ゼロイチはあからさまに不愉快そうな表情を浮かべた。

「難しい言葉ばかり使わないでよ」

「ケムリはいつもこうだよ」

アオが少女をけん制するように割って入った。

「昔の言葉をたくさん知ってるんだ。ケムリはなんでも」

「アオ。

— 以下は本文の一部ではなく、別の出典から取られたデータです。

//! HTTP transport types for the host-does-IO pattern.
//!
//! # Design
//! These types describe HTTP requests and responses as plain data. The
//! request factory builds `HttpRequest` values and the response interpreter
//! consumes `HttpResponse` values; executing the round-trip belongs to a
//! [`Transport`](crate::transport::Transport). This separation keeps the
//! operation catalog deterministic and easy to test against recorded
//! responses.

use std::fmt;

/// HTTP method for a request.
#[derive(Debug, Clone, Copy, PartialEq, Eq, Hash, Default)]
pub enum HttpMethod {
    #[default]
    Get,
    Post,
    Put,
    Patch,
    Delete,
}

impl HttpMethod {
    pub fn as_str(&self) -> &'static str {
        match self {
            HttpMethod::Get => "GET",
            HttpMethod::Post => "POST",
            HttpMethod::Put => "PUT",
            HttpMethod::Patch => "PATCH",
            HttpMethod::Delete => "DELETE",
        }
    }
}

impl fmt::Display for HttpMethod {
    fn fmt(&self, f: &mut fmt::Formatter<'_>) -> fmt::Result {
        f.write_str(self.as_str())
    }
}

/// An HTTP request described as plain data.
#[derive(Debug, Clone, PartialEq, Eq)]
pub struct HttpRequest {
    pub method: HttpMethod,
    pub url: String,
    pub headers: Vec<(String, String)>,
    pub body: Option<String>,
}

impl HttpRequest {
    /// Case-insensitive header lookup.
    pub fn header(&self, name: &str) -> Option<&str> {
        find_header(&self.headers, name)
    }
}

/// An HTTP response described as plain data.
///
/// `status` is `None` when the transport produced something that is not an
/// HTTP response at all.
#[derive(Debug, Clone, PartialEq, Eq)]
pub struct HttpResponse {
    pub status: Option<u16>,
    pub headers: Vec<(String, String)>,
    pub body: String,
}

impl HttpResponse {
    /// A response with the given status and JSON body and no headers.
    pub fn with_status(status: u16, body: impl Into<String>) -> Self {
        Self {
            status: Some(status),
            headers: Vec::new(),
            body: body.into(),
        }
    }

    /// Case-insensitive header lookup.
    pub fn header(&self, name: &str) -> Option<&str> {
        find_header(&self.headers, name)
    }
}

fn find_header<'a>(headers: &'a [(String, String)], name: &str) -> Option<&'a str> {
    headers
        .iter()
        .find(|(key, _)| key.eq_ignore_ascii_case(name))
        .map(|(_, value)| value.as_str())
}

#[cfg(test)]
mod tests {
    use super::*;

    #[test]
    fn header_lookup_ignores_case() {
        let response = HttpResponse {
            status: Some(200),
            headers: vec![("authorization".to_string(), "Bearer abc".to_string())],
            body: String::new(),
        };
        assert_eq!(response.header("Authorization"), Some("Bearer abc"));
        assert_eq!(response.header("content-type"), None);
    }

    #[test]
    fn default_method_is_get() {
        assert_eq!(HttpMethod::default(), HttpMethod::Get);
        assert_eq!(HttpMethod::Patch.to_string(), "PATCH");
    }
}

きみは相変わらずにんじんを残すね」

「色が怖い。味が合わない。口に含むと体が拒絶する」

「そういうのを『好き嫌い』っていうんだ」

「え、『嫌い』じゃないの?」

確かに、言われてみればおかしな言葉だ。アオはさっさと食卓を去ると、暖を取るために使用している簡易な煉瓦造りの炉の前に座り込んだ。

廃材をかき集めた割にはしっかりと乾いており、着火も持続も申し分ない。

ゼロイチといえば、僕たちとの会話に興味がないらしくテーブルにうつ伏せて細い両腕を枕がわりに居眠りを始めてしまった。

食器をひととおり片付け終えると、僕はかつてカルテを管理してあったであろう場所に所蔵してある大量のレコード盤の中から、「rain」を選んだ。アーティストの名前ではない。文字通り、雨の音が収録された一枚だ。

rainに針を落とすと、外には星々の支配する冷たい夜空が広がっているのに、この部屋だけは静謐と緩やかさを許されているかのようで、僕もまたソファに腰掛けてうたた寝しようと、腕組みして俯こうとした。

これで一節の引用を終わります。